#### Action item:
Starting with the line that contains "assert_eq!(m.z.w, -1.0);", copy every remaining line of the data below exactly, the last one included.

(Source records)
┌──
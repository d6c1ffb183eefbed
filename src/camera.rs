//! Projection and view helpers.
//!
//! The camera itself is an ordinary scene object named `camera`; its world
//! matrix is the eye matrix and its inverse the view matrix.

use cgmath::{Matrix4, SquareMatrix};

/// A perspective projection with a fixed depth range.
#[derive(Clone, Copy, Debug, PartialEq)]
pub struct Projection {
    /// Half of the vertical field of view, in radians.
    pub fov: f32,
    pub aspect: f32,
    pub near: f32,
    pub far: f32,
}

impl Projection {
    pub fn new(width: u32, height: u32, fov: f32, near: f32, far: f32) -> Self {
        Self {
            fov,
            aspect: aspect_ratio(width, height),
            near,
            far,
        }
    }

    pub fn resize(&mut self, width: u32, height: u32) {
        self.aspect = aspect_ratio(width, height);
    }

    /// Column-major GL style perspective, clip z in `-w..w`.
    pub fn calc_matrix(&self) -> Matrix4<f32> {
        let f = 1.0 / self.fov.tan();
        let (near, far) = (self.near, self.far);
        #[rustfmt::skip]
        let matrix = Matrix4::new(
            f / self.aspect, 0.0, 0.0,                               0.0,
            0.0,             f,   0.0,                               0.0,
            0.0,             0.0, (far + near) / (near - far),       -1.0,
            0.0,             0.0, 2.0 * far * near / (near - far),   0.0,
        );
        matrix
    }
}

fn aspect_ratio(width: u32, height: u32) -> f32 {
    width.max(1) as f32 / height.max(1) as f32
}

/// Converts GL clip space depth (`-1..1`) into the `0..1` range wgpu expects.
#[rustfmt::skip]
pub const OPENGL_TO_WGPU_MATRIX: Matrix4<f32> = Matrix4::new(
    1.0, 0.0, 0.0, 0.0,
    0.0, 1.0, 0.0, 0.0,
    0.0, 0.0, 0.5, 0.0,
    0.0, 0.0, 0.5, 1.0,
);

/// Projection-view matrix for a camera with world matrix `eye`.
///
/// A singular eye matrix (e.g. a camera scaled to zero) falls back to the
/// identity view.
pub fn projection_view(projection: &Projection, eye: &Matrix4<f32>) -> Matrix4<f32> {
    let view = eye.invert().unwrap_or_else(Matrix4::identity);
    projection.calc_matrix() * view
}

#[cfg(test)]
mod tests {
    use super::*;

    #[test]
    fn perspective_matches_gl_layout() {
        let projection = Projection::new(2, 1, 0.5, 1.0, 999.0);
        let m = projection.calc_matrix();
        let f = 1.0 / 0.5f32.tan();
        assert!((m.x.x - f / 2.0).abs() < 1e-6);
        assert!((m.y.y - f).abs() < 1e-6);
        assert!((m.z.z - 1000.0 / -998.0).abs() < 1e-6);
        assert_eq!(m.z.w, -1.0);
        assert!((m.w.z - 2.0 * 999.0 / -998.0).abs() < 1e-4);
        assert_eq!(m.w.w, 0.0);
    }

    #[test]
    fn zero_sized_surfaces_keep_a_finite_aspect() {
        let mut projection = Projection::new(0, 0, 0.5, 1.0, 999.0);
        assert_eq!(projection.aspect, 1.0);
        projection.resize(300, 150);
        assert_eq!(projection.aspect, 2.0);
    }
}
└──
#### Response for this exercise:
        assert_eq!(m.z.w, -1.0);
        assert!((m.w.z - 2.0 * 999.0 / -998.0).abs() < 1e-4);
        assert_eq!(m.w.w, 0.0);
    }

    #[test]
    fn zero_sized_surfaces_keep_a_finite_aspect() {
        let mut projection = Projection::new(0, 0, 0.5, 1.0, 999.0);
        assert_eq!(projection.aspect, 1.0);
        projection.resize(300, 150);
        assert_eq!(projection.aspect, 2.0);
    }
}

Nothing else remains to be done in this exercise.